Gomez-Pinilla believes that insulin - the hormone that is central to regulating carbohydrates and fat metabolism in the body - is key to these findings.

"Insulin is important in the body for controlling blood sugar, but it may play a different role in the brain, where insulin appears to disturb memory and learning," explains Gomez-Pinilla.

"Our study shows that a high-fructose diet harms the brain as well as the body. This is something new."

In contrast, another group of lab rats were fed a diet high in omega-3 fatty acids and docosahexaenoic acid (DHA), which help protect against damage to the brain’s synapses (the structure that allows neurons to communicate with the brain).

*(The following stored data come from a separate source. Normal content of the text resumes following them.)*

use parking_lot::{Condvar, Mutex};

/// Fixed ring of slots. `head` is the next slot to take from.
struct Ring<T> {
    slots: Vec<Option<T>>,
    head: usize,
    len: usize,
    closed: bool,
}

impl<T> Ring<T> {
    fn is_full(&self) -> bool {
        self.len == self.slots.len()
    }
}

/// Bounded multi-producer, multi-consumer queue.
///
/// `push` blocks while every slot is taken. After [`close`](Self::close),
/// pushes are refused but consumers keep draining what is already queued.
pub(crate) struct TaskQueue<T> {
    ring: Mutex<Ring<T>>,
    not_empty: Condvar,
    not_full: Condvar,
}

impl<T> TaskQueue<T> {
    pub(crate) fn with_capacity(capacity: usize) -> Self {
        let capacity = capacity.max(1);
        Self {
            ring: Mutex::new(Ring {
                slots: std::iter::repeat_with(|| None).take(capacity).collect(),
                head: 0,
                len: 0,
                closed: false,
            }),
            not_empty: Condvar::new(),
            not_full: Condvar::new(),
        }
    }

    /// Enqueue `item`, waiting for a free slot. Hands the item back if the
    /// queue is or becomes closed.
    pub(crate) fn push(&self, item: T) -> Result<(), T> {
        let mut ring = self.ring.lock();
        while ring.is_full() && !ring.closed {
            self.not_full.wait(&mut ring);
        }
        if ring.closed {
            return Err(item);
        }
        let capacity = ring.slots.len();
        let tail = (ring.head + ring.len) % capacity;
        ring.slots[tail] = Some(item);
        ring.len += 1;
        drop(ring);
        self.not_empty.notify_one();
        Ok(())
    }

    /// Take the oldest item, waiting for one. `None` once the queue is closed
    /// and empty.
    pub(crate) fn pop(&self) -> Option<T> {
        let mut ring = self.ring.lock();
        loop {
            if ring.len > 0 {
                let head = ring.head;
                let item = ring.slots[head].take();
                ring.head = (head + 1) % ring.slots.len();
                ring.len -= 1;
                drop(ring);
                self.not_full.notify_one();
                return item;
            }
            if ring.closed {
                return None;
            }
            self.not_empty.wait(&mut ring);
        }
    }

    pub(crate) fn close(&self) {
        self.ring.lock().closed = true;
        self.not_empty.notify_all();
        self.not_full.notify_all();
    }

    pub(crate) fn len(&self) -> usize {
        self.ring.lock().len
    }
}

Researchers discovered these rats navigated their way through the mazes much faster than those on a high-fructose diet.

"The DHA-deprived animals were slower, and their brains showed a decline in synaptic activity. Their brain cells had trouble signaling each other, disrupting the rats' ability to think clearly and recall the route they'd learned six weeks earlier,” explained Gomez-Pinilla.

In short, researchers believe that if you have a high-sugar diet, derived mainly from processed food – the damage can be reversed if you swap fructose with foods high in omega-3.

"Our findings suggest that consuming DHA regularly protects the brain against fructose's harmful effects," said Gomez-Pinilla. "It's like saving money in the bank. You want to build a reserve for your brain to tap when it requires extra fuel to fight off future diseases."

Foods high in omega-3 fatty acids include salmon, walnuts, sardines, tuna, tofu and soybeans.